Extracted data entries
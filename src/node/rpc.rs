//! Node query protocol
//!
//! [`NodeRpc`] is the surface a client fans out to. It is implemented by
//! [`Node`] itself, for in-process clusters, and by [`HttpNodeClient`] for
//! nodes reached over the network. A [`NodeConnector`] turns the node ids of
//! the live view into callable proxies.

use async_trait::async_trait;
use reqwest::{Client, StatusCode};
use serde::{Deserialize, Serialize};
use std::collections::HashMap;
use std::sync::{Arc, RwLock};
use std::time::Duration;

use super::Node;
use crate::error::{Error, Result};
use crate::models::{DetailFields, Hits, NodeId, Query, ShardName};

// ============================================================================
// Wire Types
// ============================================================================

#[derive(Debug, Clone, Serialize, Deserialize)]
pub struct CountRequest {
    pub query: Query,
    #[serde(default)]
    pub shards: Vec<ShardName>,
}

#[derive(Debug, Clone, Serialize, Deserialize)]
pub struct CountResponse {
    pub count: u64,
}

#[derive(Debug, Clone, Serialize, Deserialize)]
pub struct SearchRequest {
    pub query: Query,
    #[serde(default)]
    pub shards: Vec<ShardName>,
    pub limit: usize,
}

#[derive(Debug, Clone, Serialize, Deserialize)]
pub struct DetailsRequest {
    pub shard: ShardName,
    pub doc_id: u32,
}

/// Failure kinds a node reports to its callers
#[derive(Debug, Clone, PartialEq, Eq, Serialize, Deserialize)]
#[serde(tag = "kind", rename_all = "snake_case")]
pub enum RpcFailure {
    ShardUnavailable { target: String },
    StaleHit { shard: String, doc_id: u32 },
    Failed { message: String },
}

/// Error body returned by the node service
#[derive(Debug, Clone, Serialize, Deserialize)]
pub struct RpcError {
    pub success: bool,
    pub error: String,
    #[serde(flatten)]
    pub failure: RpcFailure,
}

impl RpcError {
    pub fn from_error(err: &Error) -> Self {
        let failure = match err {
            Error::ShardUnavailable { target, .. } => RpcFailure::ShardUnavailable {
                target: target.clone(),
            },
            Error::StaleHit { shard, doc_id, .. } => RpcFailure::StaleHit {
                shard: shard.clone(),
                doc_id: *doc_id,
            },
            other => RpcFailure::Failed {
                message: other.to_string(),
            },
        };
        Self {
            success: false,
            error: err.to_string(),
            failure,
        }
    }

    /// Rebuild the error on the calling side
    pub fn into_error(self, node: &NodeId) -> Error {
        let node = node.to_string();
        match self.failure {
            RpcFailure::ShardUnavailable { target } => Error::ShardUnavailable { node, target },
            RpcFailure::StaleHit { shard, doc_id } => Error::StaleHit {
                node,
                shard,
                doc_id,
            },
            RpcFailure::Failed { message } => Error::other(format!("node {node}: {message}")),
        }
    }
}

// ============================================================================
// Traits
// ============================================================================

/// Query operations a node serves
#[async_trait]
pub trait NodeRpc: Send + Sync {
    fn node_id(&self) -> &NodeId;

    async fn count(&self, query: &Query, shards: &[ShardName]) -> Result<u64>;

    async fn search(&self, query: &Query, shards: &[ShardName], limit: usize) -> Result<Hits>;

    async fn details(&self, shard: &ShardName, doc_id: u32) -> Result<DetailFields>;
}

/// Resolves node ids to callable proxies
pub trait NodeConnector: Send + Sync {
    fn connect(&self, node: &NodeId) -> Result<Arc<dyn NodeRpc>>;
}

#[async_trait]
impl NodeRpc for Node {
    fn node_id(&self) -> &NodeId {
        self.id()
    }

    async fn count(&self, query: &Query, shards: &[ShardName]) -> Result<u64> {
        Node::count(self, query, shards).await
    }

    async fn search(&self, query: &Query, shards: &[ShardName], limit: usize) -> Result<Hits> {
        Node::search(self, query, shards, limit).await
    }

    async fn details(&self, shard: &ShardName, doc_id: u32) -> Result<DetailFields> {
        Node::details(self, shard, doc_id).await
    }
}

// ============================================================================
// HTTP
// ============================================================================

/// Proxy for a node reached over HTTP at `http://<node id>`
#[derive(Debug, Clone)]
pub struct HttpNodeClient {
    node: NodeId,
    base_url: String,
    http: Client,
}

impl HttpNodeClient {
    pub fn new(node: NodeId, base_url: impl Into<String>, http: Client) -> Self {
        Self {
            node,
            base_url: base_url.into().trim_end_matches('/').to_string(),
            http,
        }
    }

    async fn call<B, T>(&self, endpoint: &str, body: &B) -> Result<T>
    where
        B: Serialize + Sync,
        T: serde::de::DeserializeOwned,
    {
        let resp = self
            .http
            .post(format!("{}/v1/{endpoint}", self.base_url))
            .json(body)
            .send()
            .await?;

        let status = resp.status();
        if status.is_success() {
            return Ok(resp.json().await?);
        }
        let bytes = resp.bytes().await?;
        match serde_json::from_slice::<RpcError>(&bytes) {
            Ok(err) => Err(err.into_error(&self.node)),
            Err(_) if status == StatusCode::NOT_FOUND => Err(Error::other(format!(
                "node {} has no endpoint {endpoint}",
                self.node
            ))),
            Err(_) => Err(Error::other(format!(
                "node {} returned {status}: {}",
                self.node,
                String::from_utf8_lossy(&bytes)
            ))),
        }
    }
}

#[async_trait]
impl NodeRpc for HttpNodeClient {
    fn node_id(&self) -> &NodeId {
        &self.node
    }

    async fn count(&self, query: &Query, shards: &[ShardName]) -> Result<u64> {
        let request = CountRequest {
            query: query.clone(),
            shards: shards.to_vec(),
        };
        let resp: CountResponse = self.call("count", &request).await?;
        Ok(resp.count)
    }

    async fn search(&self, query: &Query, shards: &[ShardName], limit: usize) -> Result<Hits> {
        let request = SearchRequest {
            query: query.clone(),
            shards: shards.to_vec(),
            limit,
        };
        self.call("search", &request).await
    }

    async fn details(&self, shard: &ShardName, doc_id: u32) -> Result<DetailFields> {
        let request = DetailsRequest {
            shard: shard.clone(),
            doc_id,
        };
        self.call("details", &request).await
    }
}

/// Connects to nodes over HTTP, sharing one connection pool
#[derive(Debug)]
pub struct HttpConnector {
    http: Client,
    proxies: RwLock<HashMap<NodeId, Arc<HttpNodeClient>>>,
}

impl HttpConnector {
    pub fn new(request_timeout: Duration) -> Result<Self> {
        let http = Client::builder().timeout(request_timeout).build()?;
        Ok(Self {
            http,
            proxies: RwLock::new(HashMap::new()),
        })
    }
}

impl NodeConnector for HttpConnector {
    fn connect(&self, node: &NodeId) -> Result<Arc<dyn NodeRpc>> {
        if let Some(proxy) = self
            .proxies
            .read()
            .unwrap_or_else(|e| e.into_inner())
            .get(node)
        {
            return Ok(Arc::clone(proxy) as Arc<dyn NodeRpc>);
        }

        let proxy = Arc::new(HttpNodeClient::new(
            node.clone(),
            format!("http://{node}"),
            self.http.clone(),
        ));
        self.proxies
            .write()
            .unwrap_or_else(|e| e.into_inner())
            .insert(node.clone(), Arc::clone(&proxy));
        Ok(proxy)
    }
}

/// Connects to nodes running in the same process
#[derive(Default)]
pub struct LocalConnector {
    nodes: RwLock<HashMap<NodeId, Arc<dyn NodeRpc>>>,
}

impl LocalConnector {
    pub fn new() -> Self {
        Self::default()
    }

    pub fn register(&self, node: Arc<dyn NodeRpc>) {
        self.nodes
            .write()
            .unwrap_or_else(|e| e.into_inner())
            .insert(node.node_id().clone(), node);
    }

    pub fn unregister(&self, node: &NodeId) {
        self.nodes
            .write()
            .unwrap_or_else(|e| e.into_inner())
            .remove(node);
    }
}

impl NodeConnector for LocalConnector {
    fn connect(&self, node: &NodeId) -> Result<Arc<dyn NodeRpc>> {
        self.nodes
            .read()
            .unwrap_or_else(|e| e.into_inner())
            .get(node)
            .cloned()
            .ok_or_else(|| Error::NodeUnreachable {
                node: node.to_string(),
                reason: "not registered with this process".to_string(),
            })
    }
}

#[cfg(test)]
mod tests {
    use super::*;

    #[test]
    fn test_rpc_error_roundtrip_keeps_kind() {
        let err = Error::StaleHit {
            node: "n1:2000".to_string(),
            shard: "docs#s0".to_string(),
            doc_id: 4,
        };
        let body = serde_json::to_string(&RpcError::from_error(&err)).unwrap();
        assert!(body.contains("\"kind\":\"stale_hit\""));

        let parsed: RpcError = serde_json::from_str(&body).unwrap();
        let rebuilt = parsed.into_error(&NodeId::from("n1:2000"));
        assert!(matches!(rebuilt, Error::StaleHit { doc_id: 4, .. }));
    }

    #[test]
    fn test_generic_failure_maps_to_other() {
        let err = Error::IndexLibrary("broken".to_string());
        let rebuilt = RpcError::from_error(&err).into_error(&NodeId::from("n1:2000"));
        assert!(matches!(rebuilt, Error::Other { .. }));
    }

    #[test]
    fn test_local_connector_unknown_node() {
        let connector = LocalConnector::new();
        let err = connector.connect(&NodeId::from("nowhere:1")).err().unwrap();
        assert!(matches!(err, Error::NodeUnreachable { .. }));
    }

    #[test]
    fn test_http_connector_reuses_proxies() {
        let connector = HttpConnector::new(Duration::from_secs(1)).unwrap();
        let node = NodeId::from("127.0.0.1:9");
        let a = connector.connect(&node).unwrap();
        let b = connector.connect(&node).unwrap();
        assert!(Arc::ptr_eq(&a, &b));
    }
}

--

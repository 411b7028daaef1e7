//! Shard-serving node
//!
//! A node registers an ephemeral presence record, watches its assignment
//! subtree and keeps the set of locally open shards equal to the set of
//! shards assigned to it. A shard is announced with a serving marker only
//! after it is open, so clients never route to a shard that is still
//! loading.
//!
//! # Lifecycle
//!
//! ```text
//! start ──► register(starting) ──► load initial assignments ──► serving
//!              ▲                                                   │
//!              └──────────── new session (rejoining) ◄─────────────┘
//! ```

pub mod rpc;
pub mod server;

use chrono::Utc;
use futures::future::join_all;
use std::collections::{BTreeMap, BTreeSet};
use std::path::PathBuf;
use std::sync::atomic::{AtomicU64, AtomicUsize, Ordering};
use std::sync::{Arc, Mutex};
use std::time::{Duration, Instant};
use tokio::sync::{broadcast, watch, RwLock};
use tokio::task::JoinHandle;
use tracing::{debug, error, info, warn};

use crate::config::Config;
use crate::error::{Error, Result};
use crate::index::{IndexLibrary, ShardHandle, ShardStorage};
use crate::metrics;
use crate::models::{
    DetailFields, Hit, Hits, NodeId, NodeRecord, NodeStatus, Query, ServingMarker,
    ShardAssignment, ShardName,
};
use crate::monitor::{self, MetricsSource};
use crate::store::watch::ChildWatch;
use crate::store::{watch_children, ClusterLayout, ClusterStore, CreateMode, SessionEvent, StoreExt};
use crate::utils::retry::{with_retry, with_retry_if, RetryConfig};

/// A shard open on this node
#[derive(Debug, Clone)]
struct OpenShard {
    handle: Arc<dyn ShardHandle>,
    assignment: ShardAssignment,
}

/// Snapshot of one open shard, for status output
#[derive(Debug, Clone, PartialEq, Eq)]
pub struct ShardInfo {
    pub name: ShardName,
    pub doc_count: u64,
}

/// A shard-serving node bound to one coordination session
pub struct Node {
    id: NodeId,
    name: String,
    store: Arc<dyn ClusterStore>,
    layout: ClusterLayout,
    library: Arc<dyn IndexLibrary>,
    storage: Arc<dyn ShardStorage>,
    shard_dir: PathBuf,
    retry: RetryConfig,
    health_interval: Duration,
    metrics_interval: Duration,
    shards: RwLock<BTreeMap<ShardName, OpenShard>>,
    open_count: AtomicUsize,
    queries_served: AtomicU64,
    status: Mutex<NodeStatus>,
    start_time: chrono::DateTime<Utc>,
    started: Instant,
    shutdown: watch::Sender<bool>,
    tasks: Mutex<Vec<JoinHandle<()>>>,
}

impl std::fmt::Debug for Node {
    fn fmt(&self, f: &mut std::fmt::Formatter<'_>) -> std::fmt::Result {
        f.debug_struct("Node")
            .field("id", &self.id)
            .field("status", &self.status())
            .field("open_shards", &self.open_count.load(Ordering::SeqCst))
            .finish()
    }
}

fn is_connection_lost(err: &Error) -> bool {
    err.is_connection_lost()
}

---

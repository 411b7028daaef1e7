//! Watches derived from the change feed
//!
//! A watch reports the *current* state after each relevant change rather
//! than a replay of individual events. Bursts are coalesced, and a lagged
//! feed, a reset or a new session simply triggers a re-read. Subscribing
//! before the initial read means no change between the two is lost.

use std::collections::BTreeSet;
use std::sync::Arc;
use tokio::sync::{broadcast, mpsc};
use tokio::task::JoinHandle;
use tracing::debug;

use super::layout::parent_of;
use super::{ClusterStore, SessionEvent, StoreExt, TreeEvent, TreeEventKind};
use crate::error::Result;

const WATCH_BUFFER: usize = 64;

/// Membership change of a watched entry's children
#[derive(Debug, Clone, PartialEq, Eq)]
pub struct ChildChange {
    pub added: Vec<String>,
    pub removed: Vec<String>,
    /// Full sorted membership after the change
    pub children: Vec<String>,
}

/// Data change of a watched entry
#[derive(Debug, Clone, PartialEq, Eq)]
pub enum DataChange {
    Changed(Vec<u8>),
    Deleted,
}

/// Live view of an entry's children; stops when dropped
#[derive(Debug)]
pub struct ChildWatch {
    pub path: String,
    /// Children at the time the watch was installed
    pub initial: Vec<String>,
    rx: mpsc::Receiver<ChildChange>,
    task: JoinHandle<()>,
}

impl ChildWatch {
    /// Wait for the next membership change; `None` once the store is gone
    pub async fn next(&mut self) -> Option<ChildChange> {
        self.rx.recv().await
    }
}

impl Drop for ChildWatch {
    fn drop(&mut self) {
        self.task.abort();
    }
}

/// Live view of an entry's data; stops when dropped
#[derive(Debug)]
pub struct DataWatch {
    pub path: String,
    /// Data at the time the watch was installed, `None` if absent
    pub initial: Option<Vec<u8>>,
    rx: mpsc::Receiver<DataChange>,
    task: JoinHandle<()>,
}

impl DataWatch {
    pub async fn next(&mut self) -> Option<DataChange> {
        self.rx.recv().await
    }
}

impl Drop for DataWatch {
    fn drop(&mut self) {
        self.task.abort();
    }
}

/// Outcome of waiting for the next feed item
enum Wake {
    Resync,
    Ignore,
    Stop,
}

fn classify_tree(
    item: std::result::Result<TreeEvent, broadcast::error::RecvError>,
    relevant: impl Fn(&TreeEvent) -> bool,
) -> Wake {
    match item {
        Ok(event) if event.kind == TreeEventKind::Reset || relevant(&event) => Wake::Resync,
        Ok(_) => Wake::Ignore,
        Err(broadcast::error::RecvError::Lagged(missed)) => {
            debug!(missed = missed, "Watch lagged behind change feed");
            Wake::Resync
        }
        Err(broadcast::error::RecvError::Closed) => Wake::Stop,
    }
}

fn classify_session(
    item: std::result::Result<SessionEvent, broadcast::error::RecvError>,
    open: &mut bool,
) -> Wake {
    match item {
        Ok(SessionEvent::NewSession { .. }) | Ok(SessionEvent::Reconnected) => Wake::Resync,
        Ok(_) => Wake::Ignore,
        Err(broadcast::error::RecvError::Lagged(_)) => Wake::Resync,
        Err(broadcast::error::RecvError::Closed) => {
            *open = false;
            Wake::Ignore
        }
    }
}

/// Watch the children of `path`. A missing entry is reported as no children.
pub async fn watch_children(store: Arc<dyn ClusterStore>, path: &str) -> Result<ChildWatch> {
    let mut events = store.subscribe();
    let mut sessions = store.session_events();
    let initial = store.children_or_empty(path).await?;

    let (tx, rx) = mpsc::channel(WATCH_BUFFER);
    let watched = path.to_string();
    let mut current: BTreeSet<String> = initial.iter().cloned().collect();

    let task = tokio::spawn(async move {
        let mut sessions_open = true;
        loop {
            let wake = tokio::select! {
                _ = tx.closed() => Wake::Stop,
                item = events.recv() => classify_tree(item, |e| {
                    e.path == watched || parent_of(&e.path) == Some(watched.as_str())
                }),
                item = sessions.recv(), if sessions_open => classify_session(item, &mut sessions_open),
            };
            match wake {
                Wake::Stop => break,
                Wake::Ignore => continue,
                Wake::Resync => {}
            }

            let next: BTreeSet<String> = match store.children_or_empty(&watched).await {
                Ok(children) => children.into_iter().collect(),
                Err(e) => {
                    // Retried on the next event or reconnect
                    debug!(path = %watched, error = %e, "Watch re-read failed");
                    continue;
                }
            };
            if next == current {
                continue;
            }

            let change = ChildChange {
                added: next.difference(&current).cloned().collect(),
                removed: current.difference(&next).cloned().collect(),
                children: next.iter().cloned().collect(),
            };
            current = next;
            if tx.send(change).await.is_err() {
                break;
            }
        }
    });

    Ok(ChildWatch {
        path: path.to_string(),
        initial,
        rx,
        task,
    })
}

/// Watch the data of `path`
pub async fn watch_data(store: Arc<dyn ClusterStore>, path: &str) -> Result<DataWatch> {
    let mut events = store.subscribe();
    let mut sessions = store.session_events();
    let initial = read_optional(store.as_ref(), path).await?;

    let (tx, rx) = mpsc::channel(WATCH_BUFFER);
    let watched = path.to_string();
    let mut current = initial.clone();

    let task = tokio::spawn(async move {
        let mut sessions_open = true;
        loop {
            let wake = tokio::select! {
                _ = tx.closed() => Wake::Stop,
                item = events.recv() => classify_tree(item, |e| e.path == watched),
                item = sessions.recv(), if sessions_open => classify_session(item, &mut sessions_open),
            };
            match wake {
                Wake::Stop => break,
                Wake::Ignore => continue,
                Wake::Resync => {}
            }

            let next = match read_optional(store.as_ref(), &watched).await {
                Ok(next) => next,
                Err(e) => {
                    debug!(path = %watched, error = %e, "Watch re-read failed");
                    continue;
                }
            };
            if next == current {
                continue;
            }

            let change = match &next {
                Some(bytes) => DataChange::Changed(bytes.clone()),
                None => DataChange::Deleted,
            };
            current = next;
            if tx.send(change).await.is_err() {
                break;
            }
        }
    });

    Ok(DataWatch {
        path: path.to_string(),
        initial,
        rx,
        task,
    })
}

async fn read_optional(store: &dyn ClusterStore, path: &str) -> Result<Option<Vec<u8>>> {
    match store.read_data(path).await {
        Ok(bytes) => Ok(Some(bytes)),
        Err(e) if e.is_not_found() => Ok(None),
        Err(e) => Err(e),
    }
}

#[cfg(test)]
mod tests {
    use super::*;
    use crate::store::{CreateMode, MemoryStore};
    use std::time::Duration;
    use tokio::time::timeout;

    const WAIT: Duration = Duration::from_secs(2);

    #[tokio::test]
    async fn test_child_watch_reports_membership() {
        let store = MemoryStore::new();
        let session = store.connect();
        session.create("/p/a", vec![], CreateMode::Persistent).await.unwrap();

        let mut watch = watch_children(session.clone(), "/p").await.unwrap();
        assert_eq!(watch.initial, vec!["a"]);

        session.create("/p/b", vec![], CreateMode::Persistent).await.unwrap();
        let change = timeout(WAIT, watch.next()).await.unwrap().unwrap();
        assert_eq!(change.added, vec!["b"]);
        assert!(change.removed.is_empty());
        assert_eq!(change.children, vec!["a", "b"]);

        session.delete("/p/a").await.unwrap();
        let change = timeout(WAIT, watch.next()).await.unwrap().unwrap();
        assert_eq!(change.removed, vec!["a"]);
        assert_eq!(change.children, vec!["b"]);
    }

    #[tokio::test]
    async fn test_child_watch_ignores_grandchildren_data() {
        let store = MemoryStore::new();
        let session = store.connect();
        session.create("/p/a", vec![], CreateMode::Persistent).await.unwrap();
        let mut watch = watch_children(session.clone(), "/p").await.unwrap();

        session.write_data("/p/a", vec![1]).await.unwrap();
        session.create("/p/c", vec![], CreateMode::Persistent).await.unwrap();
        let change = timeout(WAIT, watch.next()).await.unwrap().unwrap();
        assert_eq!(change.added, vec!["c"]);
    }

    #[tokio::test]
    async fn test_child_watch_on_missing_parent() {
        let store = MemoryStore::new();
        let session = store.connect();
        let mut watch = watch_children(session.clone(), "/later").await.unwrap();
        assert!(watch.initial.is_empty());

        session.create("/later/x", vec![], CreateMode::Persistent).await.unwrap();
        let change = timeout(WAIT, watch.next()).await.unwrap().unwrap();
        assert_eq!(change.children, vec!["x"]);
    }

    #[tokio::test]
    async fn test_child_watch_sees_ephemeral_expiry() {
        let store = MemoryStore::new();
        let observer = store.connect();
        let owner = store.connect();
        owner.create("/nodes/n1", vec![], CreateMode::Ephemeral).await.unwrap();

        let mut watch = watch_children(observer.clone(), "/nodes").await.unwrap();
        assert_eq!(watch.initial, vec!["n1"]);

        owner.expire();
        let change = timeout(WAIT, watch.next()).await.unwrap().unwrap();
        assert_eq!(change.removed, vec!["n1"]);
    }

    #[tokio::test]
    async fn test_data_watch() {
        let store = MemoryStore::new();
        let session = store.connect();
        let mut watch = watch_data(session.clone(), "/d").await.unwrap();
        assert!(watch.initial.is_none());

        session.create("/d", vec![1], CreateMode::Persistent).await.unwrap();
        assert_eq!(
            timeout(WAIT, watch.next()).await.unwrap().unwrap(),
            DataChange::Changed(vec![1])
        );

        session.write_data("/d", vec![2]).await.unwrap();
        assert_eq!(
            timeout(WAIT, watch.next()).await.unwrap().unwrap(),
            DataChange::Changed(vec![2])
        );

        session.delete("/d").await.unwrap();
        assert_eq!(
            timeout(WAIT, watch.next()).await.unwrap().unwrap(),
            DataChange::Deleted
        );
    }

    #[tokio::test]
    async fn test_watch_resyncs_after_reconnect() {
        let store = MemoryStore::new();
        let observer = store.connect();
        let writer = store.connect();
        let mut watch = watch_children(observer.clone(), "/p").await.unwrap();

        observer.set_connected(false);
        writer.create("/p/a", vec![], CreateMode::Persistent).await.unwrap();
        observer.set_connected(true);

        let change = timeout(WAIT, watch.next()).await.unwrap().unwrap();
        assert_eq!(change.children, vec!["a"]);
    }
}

• About this exercise
Wherever a line in the entries holds "false", copy that line.

• Expected output
            success: false,
            *open = false;
        observer.set_connected(false);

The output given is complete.